**What to work on**
A verbatim copy of every entry is required. Produce it now.

═══ Given data ═══

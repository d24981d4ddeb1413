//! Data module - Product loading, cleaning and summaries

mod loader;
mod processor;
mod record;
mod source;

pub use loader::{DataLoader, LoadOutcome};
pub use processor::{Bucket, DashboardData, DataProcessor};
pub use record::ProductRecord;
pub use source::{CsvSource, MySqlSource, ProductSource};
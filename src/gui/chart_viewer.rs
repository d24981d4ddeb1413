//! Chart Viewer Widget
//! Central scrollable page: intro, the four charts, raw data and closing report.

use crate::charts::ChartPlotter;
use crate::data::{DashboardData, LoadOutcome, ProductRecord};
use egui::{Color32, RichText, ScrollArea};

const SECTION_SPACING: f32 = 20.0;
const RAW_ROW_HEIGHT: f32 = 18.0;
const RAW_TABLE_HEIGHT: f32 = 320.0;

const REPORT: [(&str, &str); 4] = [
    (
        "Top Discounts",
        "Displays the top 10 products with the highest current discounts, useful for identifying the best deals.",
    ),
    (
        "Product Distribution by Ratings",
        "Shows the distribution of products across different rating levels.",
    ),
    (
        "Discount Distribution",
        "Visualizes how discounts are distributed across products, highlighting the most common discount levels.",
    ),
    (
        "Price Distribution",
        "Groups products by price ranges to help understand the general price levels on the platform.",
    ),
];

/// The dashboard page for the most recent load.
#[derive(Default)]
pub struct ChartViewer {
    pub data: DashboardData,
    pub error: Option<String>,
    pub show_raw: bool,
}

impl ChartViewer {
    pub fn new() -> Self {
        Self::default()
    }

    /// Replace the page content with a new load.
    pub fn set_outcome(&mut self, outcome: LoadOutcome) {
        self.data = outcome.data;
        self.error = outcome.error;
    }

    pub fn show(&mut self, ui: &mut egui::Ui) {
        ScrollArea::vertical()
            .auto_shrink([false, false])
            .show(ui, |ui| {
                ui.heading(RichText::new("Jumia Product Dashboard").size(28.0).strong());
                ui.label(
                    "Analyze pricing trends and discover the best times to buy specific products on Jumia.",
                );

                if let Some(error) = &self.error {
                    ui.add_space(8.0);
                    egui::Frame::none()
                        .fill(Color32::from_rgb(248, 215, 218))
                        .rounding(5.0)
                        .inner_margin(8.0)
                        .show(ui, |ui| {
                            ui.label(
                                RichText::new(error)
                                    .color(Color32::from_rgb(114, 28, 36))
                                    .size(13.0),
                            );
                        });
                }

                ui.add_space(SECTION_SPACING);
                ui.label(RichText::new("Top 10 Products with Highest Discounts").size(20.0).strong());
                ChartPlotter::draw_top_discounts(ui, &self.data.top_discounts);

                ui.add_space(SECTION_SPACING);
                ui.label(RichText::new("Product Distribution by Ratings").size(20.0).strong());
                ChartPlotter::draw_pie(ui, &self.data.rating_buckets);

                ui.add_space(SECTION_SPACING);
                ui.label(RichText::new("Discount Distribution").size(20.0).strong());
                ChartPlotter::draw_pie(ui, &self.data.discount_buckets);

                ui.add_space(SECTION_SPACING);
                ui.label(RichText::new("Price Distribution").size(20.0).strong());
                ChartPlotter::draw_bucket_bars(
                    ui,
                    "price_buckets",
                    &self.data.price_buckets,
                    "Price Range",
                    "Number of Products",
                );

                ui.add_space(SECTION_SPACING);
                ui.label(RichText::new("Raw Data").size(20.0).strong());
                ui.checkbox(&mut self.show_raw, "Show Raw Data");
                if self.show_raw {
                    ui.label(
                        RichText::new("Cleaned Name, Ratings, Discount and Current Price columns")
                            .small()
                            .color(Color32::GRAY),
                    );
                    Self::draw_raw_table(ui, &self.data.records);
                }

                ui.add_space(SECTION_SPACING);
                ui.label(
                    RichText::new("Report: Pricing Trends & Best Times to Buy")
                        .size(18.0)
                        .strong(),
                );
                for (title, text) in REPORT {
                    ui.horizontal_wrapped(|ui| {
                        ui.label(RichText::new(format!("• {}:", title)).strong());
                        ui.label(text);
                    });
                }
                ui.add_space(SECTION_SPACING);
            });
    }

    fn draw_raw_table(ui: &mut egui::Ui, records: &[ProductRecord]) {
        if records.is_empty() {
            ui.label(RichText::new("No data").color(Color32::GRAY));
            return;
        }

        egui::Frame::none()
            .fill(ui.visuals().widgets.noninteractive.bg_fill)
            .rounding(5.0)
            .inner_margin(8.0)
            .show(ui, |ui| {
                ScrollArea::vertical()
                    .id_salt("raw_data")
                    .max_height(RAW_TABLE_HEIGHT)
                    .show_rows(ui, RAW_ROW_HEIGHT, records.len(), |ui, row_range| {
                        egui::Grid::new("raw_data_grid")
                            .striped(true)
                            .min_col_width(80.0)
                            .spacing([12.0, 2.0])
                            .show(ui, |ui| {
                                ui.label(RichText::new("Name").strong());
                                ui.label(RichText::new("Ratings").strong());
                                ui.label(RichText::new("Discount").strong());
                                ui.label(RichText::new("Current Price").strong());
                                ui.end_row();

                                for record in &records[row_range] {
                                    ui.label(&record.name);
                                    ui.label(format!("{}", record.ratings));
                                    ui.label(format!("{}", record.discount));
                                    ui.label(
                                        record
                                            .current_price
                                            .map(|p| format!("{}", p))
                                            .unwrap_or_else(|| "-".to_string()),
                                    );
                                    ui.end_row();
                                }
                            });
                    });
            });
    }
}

═══

**Written response**
repository d24981d4ddeb1413
//! Data module - Product loading, cleaning and summaries

mod loader;
mod processor;
mod record;
mod source;

pub use loader::{DataLoader, LoadOutcome};
pub use processor::{Bucket, DashboardData, DataProcessor};
pub use record::ProductRecord;
pub use source::{CsvSource, MySqlSource, ProductSource};
filename src/gui/chart_viewer.rs
repository d24981d4ddeb1413
//! Chart Viewer Widget
//! Central scrollable page: intro, the four charts, raw data and closing report.

use crate::charts::ChartPlotter;
use crate::data::{DashboardData, LoadOutcome, ProductRecord};
use egui::{Color32, RichText, ScrollArea};

const SECTION_SPACING: f32 = 20.0;
const RAW_ROW_HEIGHT: f32 = 18.0;
const RAW_TABLE_HEIGHT: f32 = 320.0;

const REPORT: [(&str, &str); 4] = [
    (
        "Top Discounts",
        "Displays the top 10 products with the highest current discounts, useful for identifying the best deals.",
    ),
    (
        "Product Distribution by Ratings",
        "Shows the distribution of products across different rating levels.",
    ),
    (
        "Discount Distribution",
        "Visualizes how discounts are distributed across products, highlighting the most common discount levels.",
    ),
    (
        "Price Distribution",
        "Groups products by price ranges to help understand the general price levels on the platform.",
    ),
];

/// The dashboard page for the most recent load.
#[derive(Default)]
pub struct ChartViewer {
    pub data: DashboardData,
    pub error: Option<String>,
    pub show_raw: bool,
}

impl ChartViewer {
    pub fn new() -> Self {
        Self::default()
    }

    /// Replace the page content with a new load.
    pub fn set_outcome(&mut self, outcome: LoadOutcome) {
        self.data = outcome.data;
        self.error = outcome.error;
    }

    pub fn show(&mut self, ui: &mut egui::Ui) {
        ScrollArea::vertical()
            .auto_shrink([false, false])
            .show(ui, |ui| {
                ui.heading(RichText::new("Jumia Product Dashboard").size(28.0).strong());
                ui.label(
                    "Analyze pricing trends and discover the best times to buy specific products on Jumia.",
                );

                if let Some(error) = &self.error {
                    ui.add_space(8.0);
                    egui::Frame::none()
                        .fill(Color32::from_rgb(248, 215, 218))
                        .rounding(5.0)
                        .inner_margin(8.0)
                        .show(ui, |ui| {
                            ui.label(
                                RichText::new(error)
                                    .color(Color32::from_rgb(114, 28, 36))
                                    .size(13.0),
                            );
                        });
                }

                ui.add_space(SECTION_SPACING);
                ui.label(RichText::new("Top 10 Products with Highest Discounts").size(20.0).strong());
                ChartPlotter::draw_top_discounts(ui, &self.data.top_discounts);

                ui.add_space(SECTION_SPACING);
                ui.label(RichText::new("Product Distribution by Ratings").size(20.0).strong());
                ChartPlotter::draw_pie(ui, &self.data.rating_buckets);

                ui.add_space(SECTION_SPACING);
                ui.label(RichText::new("Discount Distribution").size(20.0).strong());
                ChartPlotter::draw_pie(ui, &self.data.discount_buckets);

                ui.add_space(SECTION_SPACING);
                ui.label(RichText::new("Price Distribution").size(20.0).strong());
                ChartPlotter::draw_bucket_bars(
                    ui,
                    "price_buckets",
                    &self.data.price_buckets,
                    "Price Range",
                    "Number of Products",
                );

                ui.add_space(SECTION_SPACING);
                ui.label(RichText::new("Raw Data").size(20.0).strong());
                ui.checkbox(&mut self.show_raw, "Show Raw Data");
                if self.show_raw {
                    ui.label(
                        RichText::new("Cleaned Name, Ratings, Discount and Current Price columns")
                            .small()
                            .color(Color32::GRAY),
                    );
                    Self::draw_raw_table(ui, &self.data.records);
                }

                ui.add_space(SECTION_SPACING);
                ui.label(
                    RichText::new("Report: Pricing Trends & Best Times to Buy")
                        .size(18.0)
                        .strong(),
                );
                for (title, text) in REPORT {
                    ui.horizontal_wrapped(|ui| {
                        ui.label(RichText::new(format!("• {}:", title)).strong());
                        ui.label(text);
                    });
                }
                ui.add_space(SECTION_SPACING);
            });
    }

    fn draw_raw_table(ui: &mut egui::Ui, records: &[ProductRecord]) {
        if records.is_empty() {
            ui.label(RichText::new("No data").color(Color32::GRAY));
            return;
        }

        egui::Frame::none()
            .fill(ui.visuals().widgets.noninteractive.bg_fill)
            .rounding(5.0)
            .inner_margin(8.0)
            .show(ui, |ui| {
                ScrollArea::vertical()
                    .id_salt("raw_data")
                    .max_height(RAW_TABLE_HEIGHT)
                    .show_rows(ui, RAW_ROW_HEIGHT, records.len(), |ui, row_range| {
                        egui::Grid::new("raw_data_grid")
                            .striped(true)
                            .min_col_width(80.0)
                            .spacing([12.0, 2.0])
                            .show(ui, |ui| {
                                ui.label(RichText::new("Name").strong());
                                ui.label(RichText::new("Ratings").strong());
                                ui.label(RichText::new("Discount").strong());
                                ui.label(RichText::new("Current Price").strong());
                                ui.end_row();

                                for record in &records[row_range] {
                                    ui.label(&record.name);
                                    ui.label(format!("{}", record.ratings));
                                    ui.label(format!("{}", record.discount));
                                    ui.label(
                                        record
                                            .current_price
                                            .map(|p| format!("{}", p))
                                            .unwrap_or_else(|| "-".to_string()),
                                    );
                                    ui.end_row();
                                }
                            });
                    });
            });
    }
}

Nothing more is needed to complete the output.